Some general issues (not just PIH-specific) have been collected on the Using OCL with existing OpenMRS dictionaries wiki page.

I’ve created this post to serve as a location for us to use for asynchronous discussion around migrating PIH’s dictionary to OCL.

2 Likes

Thanks @burke (both for starting this thread and working on this overall!)

One topic I wanted to check on here is how Concept Sources should be handled and matched across OCL and OpenMRS.

In our existing system, we have concept sources that exist in our database that look like this:

When I import from OCL into an empty database, it sets up concept sources that look like this:

And if I were to import the same OCL collection into the existing database shown in the first image, I would end up with the superset of all of these, matching on “Name”.

So I’d have both a “SNOMED CT” source in my dictionary and a “SNOMED-CT” source (and all of the mappings I thought I was updating on SNOMED CT were in fact added to a new, duplicate source I didn’t know was added). And information that I might expect to be present (eg. HL7 Code and a useful description) isn’t added from OCL, though I’m not sure how important this is.

Some questions:

  • Can OCL handle concept sources with spaces in the names? Where are the dashes getting added - is this something happening in the import tool @burke ?

  • Assuming we can’t have spaces, how should we go about matching a source that comes from OCL to a source that exists in an OpenMRS instance? Name seems to be an insufficient and unreliable identifier, but maybe some sort of normalization where space, underscore, and dash are all interchangeable in terms of matching on name (SNOMED CT = SNOMED_CT = SNOMED-CT)?

  • Should the OCL subscription module continue to do what it does now, and create any sources that it doesn’t find during the import process? Or would it be better for the subscription module to fail and report on the concept sources that it was unable to find, so that these can be manually added prior to import and there are no silent surprises like I am currently finding?

Although I can see solutions that would involve updating the names of our existing Concept Sources to align with what is in OCL, this is potentially non-trivial as mappings are often used to represent concepts on forms and elsewhere in the “SOURCE:CODE” form. So we would need to ensure that nothing in our implementations was depending on “SNOMED CT:XYZ” rather than “SNOMED-CT:XYZ”. So although we may try to update our sources to match OCL, I don’t think we should force this on everyone.

Interested in thoughts - @burke and all.

2 Likes

So, the dashes are getting added based on a lookup table here. The limitation here is that OCL doesn’t currently support spaces in identifiers. (IIRC there was an issue to get OCL to support spaces in at least concept identifiers to be able to match FHIR’s code type).

However, this is somewhat different: while the OCL identifier field can’t handle spaces, the OCL name field (for sources, concepts, etc.) certainly can. And in the openconceptlab module, we actually use the source’s name rather than its identifier to try and find the source or create it if necessary. That means that fixing this should be as simple as: updating the name for SNOMED-CT to SNOMED CT in OCL (and for any other concept sources) and then creating a new release of the PIH dictionary (a new release is necessary because release exports are generated only once, the first time they are requested).

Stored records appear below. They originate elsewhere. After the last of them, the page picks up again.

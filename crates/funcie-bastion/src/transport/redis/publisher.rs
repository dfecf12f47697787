use std::sync::Arc;
use std::time::Duration;

use async_trait::async_trait;

use funcie_core::{FuncieError, Message, Response, Result, ResultExt};

use super::client::RedisClient;
use super::keys::{channel_for_application, response_key};
use crate::transport::Publisher;

/// Shortest wait BRPOP can express. Redis rounds its timeout to
/// milliseconds and treats zero as "block forever".
pub const MIN_RESPONSE_WAIT: Duration = Duration::from_millis(1);

pub struct RedisPublisher {
    client: Arc<dyn RedisClient>,
    base_channel: String,
}

impl RedisPublisher {
    pub fn new(client: Arc<dyn RedisClient>, base_channel: impl Into<String>) -> Self {
        Self {
            client,
            base_channel: base_channel.into(),
        }
    }
}

#[async_trait]
impl Publisher for RedisPublisher {
    async fn publish(&self, message: Message) -> Result<Response> {
        if message.ttl < MIN_RESPONSE_WAIT {
            tracing::debug!(application = %message.application, message_id = %message.id, ttl = ?message.ttl, "ttl too short to wait on");
            return Err(FuncieError::TtlExceeded {
                id: message.id,
                ttl: message.ttl,
            });
        }

        let channel = channel_for_application(&self.base_channel, &message.application);
        let contents = message.to_json()?;

        let consumers = self
            .client
            .publish(&channel, &contents)
            .await
            .with_context(|| format!("publish message to channel {channel}"))?;
        if consumers == 0 {
            tracing::debug!(application = %message.application, message_id = %message.id, "no subscribers");
            return Err(FuncieError::NoActiveConsumer);
        }

        let key = response_key(&self.base_channel, &message.id);
        let reply = self
            .client
            .brpop(&key, message.ttl)
            .await
            .context("wait for response from consumer")?;
        let Some(reply) = reply else {
            return Err(FuncieError::TtlExceeded {
                id: message.id,
                ttl: message.ttl,
            });
        };

        // First entry is the key, second the serialized response.
        if reply.len() != 2 {
            panic!(
                "expected BRPOP reply of two items for {key}, got {}",
                reply.len()
            );
        }
        let resp = Response::from_slice(reply[1].as_bytes())
            .context("unmarshal response from consumer")?;
        tracing::debug!(application = %message.application, message_id = %resp.id, "response received");
        Ok(resp)
    }
}
//! Utterance keywords handled locally, without a relay round trip.

use regex::Regex;
use tracing::info;

use crate::services::phrases::PhraseBook;

#[derive(Debug, PartialEq, Eq)]
pub enum KeywordAction {
    OpenDashboard,
    CloseSession,
}

/// Checks an utterance against the locale's keyword lists. Dashboard
/// keywords match anywhere; closing keywords only count when the utterance
/// is short enough to be a command rather than a sentence that happens to
/// contain one.
pub fn match_keyword(utterance: &str, phrases: &PhraseBook) -> Option<KeywordAction> {
    let lowered = utterance.to_lowercase();

    if phrases
        .dashboard_keywords()
        .iter()
        .any(|keyword| lowered.contains(keyword))
    {
        info!("dashboard keyword matched");
        return Some(KeywordAction::OpenDashboard);
    }

    if lowered.split_whitespace().count() <= 3 {
        for keyword in phrases.close_keywords() {
            // Whole word or phrase only, so "stop" does not fire on "stopwatch".
            let pattern = format!(r"\b{}\b", regex::escape(keyword));
            let matched = Regex::new(&pattern)
                .map(|re| re.is_match(&lowered))
                .unwrap_or(false);
            if matched {
                info!("close keyword matched");
                return Some(KeywordAction::CloseSession);
            }
        }
    }

    None
}
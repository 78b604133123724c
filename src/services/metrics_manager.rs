use serde::Serialize;
use std::collections::HashMap;
use std::sync::Arc;
use tokio::sync::RwLock;

#[derive(Debug, Default, Clone, Serialize)]
pub struct MetricsData {
    pub response_types: HashMap<String, u64>,
    pub relay_failures: HashMap<String, u64>,
}

#[derive(Debug, Clone)]
pub struct MetricsManager {
    inner: Arc<RwLock<MetricsData>>,
}

impl Default for MetricsManager {
    fn default() -> Self {
        Self::new()
    }
}

impl MetricsManager {
    pub fn new() -> Self {
        Self {
            inner: Arc::new(RwLock::new(MetricsData::default())),
        }
    }

    pub async fn increment_response_type(&self, response_type: &str) {
        let mut data = self.inner.write().await;
        *data
            .response_types
            .entry(response_type.to_string())
            .or_insert(0) += 1;
    }

    pub async fn increment_failure(&self, kind: &str) {
        let mut data = self.inner.write().await;
        *data.relay_failures.entry(kind.to_string()).or_insert(0) += 1;
    }

    pub async fn get_metrics(&self) -> MetricsData {
        self.inner.read().await.clone()
    }
}
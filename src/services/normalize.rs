//! Turns assistant responses into speech-ready text.
//!
//! SSML responses pass through untouched; plain text gets line-break and
//! punctuation cleanup, a locale-aware decimal separator, and a final
//! allow-list strip so the synthesizer never sees unsupported symbols.

use std::sync::LazyLock;

use regex::Regex;
use tracing::error;

use crate::services::phrases::{Phrase, PhraseBook};
use crate::services::relay::{ConversationEnvelope, ResponseType, Speech};

/// Marker some agents append when a device id rides along with the query;
/// everything from here on is diagnostic, not speech.
const DEVICE_ID_MARKER: &str = "device_id:";

/// Known speech-to-text misrecognitions, replaced in order before relaying.
const CORRECTIONS: &[(&str, &str)] = &[("4.º", "quarto")];

static DECIMAL_NUMBER: LazyLock<Regex> =
    LazyLock::new(|| Regex::new(r"(\d+)\.(\d+)").expect("valid decimal pattern"));

/// Characters beyond ASCII alphanumerics and whitespace that the speech
/// synthesizer handles well.
const ACCENTED: &str = "çÇáàâãäéèêíïóôõöúüñÁÀÂÃÄÉÈÊÍÏÓÔÕÖÚÜÑß";

pub struct ClassifiedSpeech {
    pub text: String,
    pub is_markup: bool,
}

/// Applies the fixed correction table to an utterance.
pub fn correct(utterance: &str) -> String {
    let mut fixed = utterance.to_string();
    for (wrong, right) in CORRECTIONS {
        fixed = fixed.replace(wrong, right);
    }
    fixed
}

/// Picks the speech string out of a payload, preferring SSML over plain
/// text. SSML is returned verbatim and flagged so it skips sanitizing.
pub fn extract(speech: &Speech) -> (String, bool) {
    if let Some(ssml) = speech.ssml.as_ref().and_then(|s| s.speech.as_deref()) {
        if !ssml.is_empty() {
            return (ssml.to_string(), true);
        }
    }
    if let Some(plain) = speech.plain.as_ref().and_then(|s| s.speech.as_deref()) {
        if !plain.is_empty() {
            return (plain.to_string(), false);
        }
    }
    (String::new(), false)
}

/// Decides what to speak for an envelope. Upstream error responses still
/// speak their own apology; an empty payload falls back to the local error
/// phrase, with the envelope's diagnostic message appended when present.
pub fn classify(envelope: &ConversationEnvelope, phrases: &PhraseBook) -> ClassifiedSpeech {
    let (text, is_markup) = match &envelope.response {
        Some(response) => match response.response_type {
            ResponseType::ActionDone | ResponseType::QueryAnswer => {
                let (mut text, is_markup) = extract(&response.speech);
                if let Some(idx) = text.find(DEVICE_ID_MARKER) {
                    text.truncate(idx);
                    text.truncate(text.trim_end().len());
                }
                (text, is_markup)
            }
            ResponseType::Error => {
                let (text, is_markup) = extract(&response.speech);
                if let Some(code) = response.data.as_ref().and_then(|d| d.code.as_deref()) {
                    error!("assistant reported error code {code}");
                }
                (text, is_markup)
            }
            ResponseType::Other => (phrases.get(Phrase::GenericError).to_string(), false),
        },
        None => (String::new(), false),
    };

    if text.is_empty() {
        let text = match envelope.message.as_deref() {
            Some(message) => {
                error!("assistant returned no speech: {message}");
                format!("{} {}", phrases.get(Phrase::GenericError), message)
            }
            None => {
                error!("assistant returned no speech");
                phrases.get(Phrase::GenericError).to_string()
            }
        };
        return ClassifiedSpeech {
            text,
            is_markup: false,
        };
    }

    ClassifiedSpeech { text, is_markup }
}

/// Cleans plain text for the synthesizer. Idempotent. Never applied to SSML.
pub fn sanitize(text: &str, region: &str) -> String {
    let mut text = text
        .replace(":\n\n", "")
        .replace("\n\n", ". ")
        .replace('\n', ",")
        .replace('-', "")
        .replace('_', " ");

    if region == "DE" {
        text = germanize_decimals(&text);
    }

    text.chars().filter(|c| is_speakable(*c)).collect()
}

/// Rewrites decimal points to commas for German listeners. A trailing run of
/// one or two digits reads as a decimal; exactly three is German thousands
/// grouping and longer runs are not decimals, so both stay untouched.
fn germanize_decimals(text: &str) -> String {
    let mut out = String::with_capacity(text.len());
    let mut last = 0;
    for m in DECIMAL_NUMBER.find_iter(text) {
        out.push_str(&text[last..m.start()]);
        match m.as_str().split_once('.') {
            Some((int_part, frac)) if frac.len() <= 2 => {
                out.push_str(int_part);
                out.push(',');
                out.push_str(frac);
            }
            _ => out.push_str(m.as_str()),
        }
        last = m.end();
    }
    out.push_str(&text[last..]);
    out
}

fn is_speakable(c: char) -> bool {
    c.is_ascii_alphanumeric()
        || c.is_whitespace()
        || matches!(c, '.' | ',' | '!' | '?' | '°')
        || ACCENTED.contains(c)
}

I think there are two workflows to bear in mind here:

  1. In the first case, the concept dictionary is empty and is populated by the subscription module. In this case, having the subscription module raise an error because a concept source doesn’t exist seems less helpful.
  2. In the second case, we’re layering concepts on top of an existing dictionary. In this case it might or might not make sense to raise an error. For example, from your screen shots, I see you have mappings for SNOMED CT, AMPATH, CIEL, etc., but not, e.g., the mappings for ICD-10. What would be the best way to handle that case?

I see from this that we still have SNOMED-NP which is probably something we should stop copying as my understanding is that that was something @akanter added to handle more complex SNOMED mappings. I don’t know whether this should be fixed on the subscription module side or the OCL side.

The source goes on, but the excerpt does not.